Aldo Bianchini
CAVA dé TIRRENI – Che nella vita lavorativa, professionale ed aggregativa siamo tutti soltanto dei numeri è un fatto ormai assodato da decine e decine di secoli di storia.
Quando questa fredda e deprimente elencazione numerica non esisteva, e bisogna tornare indietro all’epopea dei classici greci, venivano fuori le leggende, gli atti di eroismi, le bandiere nazionaliste e le eccellenze professionali; tutte cose che sicuramente prendevano, nell’immaginario collettivo, il sopravvento sulle disgrazie in cui potevano cadere, come ogni essere umano, i mitici personaggi che avevano dato per le loro famiglie e per la loro patria una quantità di valori sicuramente superiore alle piccole – medie o grandi disgrazie in cui detti personaggi erano scivolati anche non volendo e/o per un eccesso di sicurezza in ragione della loro notorietà, valore e professionalità.
E vennero alla luce i miti dei grandi eroi guerrieri, dei grandi filosofi, dei grandi scienziati ed anche dei grandi politici che è giusto riassumere in pochi nomi: Achille, Aristotele, Archimede e Pericle; tutti loro, a parte la rispettiva grandezza, avevano sicuramente qualche piccola – media e/o grossa macchiolina che avrebbe potuto inquinare la loro immagine per sempre.
Ma allora non c’erano i numeri e la loro immagine umana e pubblica prevalse su tutto e su tutti, e sul carro vincente della storia sono arrivati fino ai giorni nostri.
E andiamo al succo di questo editoriale che ho marcato con il numero di matricola 4363 che contrassegna la inquietante vicenda del medico-ginecologo di Cava de’ Tirreni arrestato dalla magistratura e sospeso dall’Azienda Ospedaliera Universitaria “San Giovanni di Dio e Ruggi d’Aragona”; una delibera dura, fredda e inquietante contrassegnata dal numero 4363 di matricola corrispondente proprio a quel medico-ginecologo arrestato nel più completo anonimato.
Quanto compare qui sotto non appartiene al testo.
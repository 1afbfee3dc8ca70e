mod ai_client;
mod assistant;
mod catalog;
mod config;
mod errors;
mod routes;
mod session;
mod state;

use std::net::SocketAddr;
use std::sync::Arc;
use std::time::Duration;

use anyhow::{Context, Result};
use tower_http::{cors::CorsLayer, trace::TraceLayer};
use tracing::{info, warn};
use tracing_subscriber::{layer::SubscriberExt, util::SubscriberInitExt, EnvFilter};

use crate::ai_client::completion::CompletionClient;
use crate::ai_client::speech::SpeechClient;
use crate::ai_client::voice::VoiceSessionClient;
use crate::ai_client::{AiCapabilities, ProviderAi};
use crate::assistant::classifier::IntentClassifier;
use crate::assistant::extractor::build_extractor;
use crate::catalog::Catalog;
use crate::config::Config;
use crate::routes::build_router;
use crate::session::controller::ChatController;
use crate::session::redis_store::RedisSessionStore;
use crate::session::store::{InMemorySessionStore, SessionStore};
use crate::state::AppState;

#[tokio::main]
async fn main() -> Result<()> {
    // Load configuration first (fails on malformed values)
    let config = Config::from_env()?;

    // Initialize structured logging
    tracing_subscriber::registry()
        .with(EnvFilter::try_from_default_env().unwrap_or_else(|_| {
            EnvFilter::new(format!(
                "{}={}",
                env!("CARGO_PKG_NAME").replace('-', "_"),
                &config.rust_log
            ))
        }))
        .with(tracing_subscriber::fmt::layer())
        .init();

    info!("Starting Admissions API v{}", env!("CARGO_PKG_VERSION"));

    // Load the cutoff catalog (read-only for the life of the process)
    let catalog = Arc::new(load_catalog(&config)?);
    info!(
        "Catalog loaded: {} colleges, {} branches",
        catalog.colleges().len(),
        catalog.branch_count()
    );
    if catalog.is_empty() {
        warn!("Catalog has no branches; every score query will report no match");
    }

    // Build the classifier with the configured extraction strategy
    let classifier = Arc::new(IntentClassifier::new(
        Arc::clone(&catalog),
        build_extractor(config.extraction_strategy),
    ));
    info!("Score extraction strategy: {}", classifier.extractor_name());

    // Session store: Redis when configured, in-memory otherwise
    let store: Arc<dyn SessionStore> = match &config.redis_url {
        Some(url) => Arc::new(RedisSessionStore::open(url, config.session_ttl_secs)?),
        None => {
            info!("REDIS_URL not set, sessions are kept in memory");
            Arc::new(
                InMemorySessionStore::new()
                    .with_session_ttl(Duration::from_secs(config.session_ttl_secs)),
            )
        }
    };
    let chat = ChatController::new(store, classifier, config.reply_delay);

    // Optional AI providers (never consulted by the chat pipeline)
    let ai = build_ai(&config)?;
    info!("AI capabilities: {:?}", ai.available());

    let state = AppState {
        catalog,
        chat,
        ai: Arc::new(ai),
    };

    // Build router
    let app = build_router(state)
        .layer(TraceLayer::new_for_http())
        .layer(CorsLayer::permissive()); // TODO: restrict origins once the frontend domain is fixed

    let addr: SocketAddr = format!("0.0.0.0:{}", config.port).parse()?;
    info!("Listening on {addr}");

    let listener = tokio::net::TcpListener::bind(addr).await?;
    axum::serve(listener, app).await?;

    Ok(())
}

fn load_catalog(config: &Config) -> Result<Catalog> {
    match &config.catalog_path {
        Some(path) => Catalog::load(path)
            .with_context(|| format!("Failed to load catalog from {}", path.display())),
        None => Catalog::builtin().context("Bundled catalog is invalid"),
    }
}

fn build_ai(config: &Config) -> Result<ProviderAi> {
    let mut ai = ProviderAi::disabled();
    if let Some(c) = &config.completion {
        ai = ai.with_completion(CompletionClient::new(c.clone())?);
    }
    if let Some(c) = &config.speech {
        ai = ai.with_speech(SpeechClient::new(c.clone())?);
    }
    if let Some(c) = &config.voice {
        ai = ai.with_voice(VoiceSessionClient::new(c.clone())?);
    }
    Ok(ai)
}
In tanti diranno che lo Stato è Stato e non può avere un’anima, altri dichiareranno che è giusto tutelare la privacy (ma come il segreto istruttorio di Pulcinella il nome e cognome del medico lo sanno tutti), altri ancora spareranno sentenze definitive di colpevolezza, pochi saranno garantisti e quasi nessuno si schiererà apertamente per l’uomo che comunque c’è dietro quel numero.
Ed oltre all’uomo, dietro quel numero, c’è una vita professionale integerrima, l’amore per la famiglia, le relazioni con il prossimo, la stima e il rispetto che fino al momento dell’arresto tutti gli hanno tributato e che ora tutti fanno finta di non sapere, di non ricordare la grande umiltà che quel soggetto oggi in carcere ha dispensato verso tutto e tutti.
Un arresto verosimilmente frettoloso, basato soltanto sulla dichiarazione di chi accusa (una donna afferma di essere stata palpata dal ginecologo) ma sufficiente a sbattere in galera, dietro le sbarre, un galantuomo ed un professionista di primo livello.
Una mostruosa ingiustizia, così mi appare il caso del ginecologo cavese che si vede trascinato nel fango senza aver prima avuto la minima possibilità di difesa.
E lui che all’epoca della mancanza dei numeri avrebbe potuto superare le difficoltà contingenti si vedrà costretto ad essere ricordato soltanto con la matricola “numero 4363”; come se da qualche giorno indossasse quei tetri pigiami dei lager nazisti.
Anche se non siamo né i primi né gli unici nella pratica del giudizio frettoloso ed errato,credo sia una praticadisumana e vergognosa.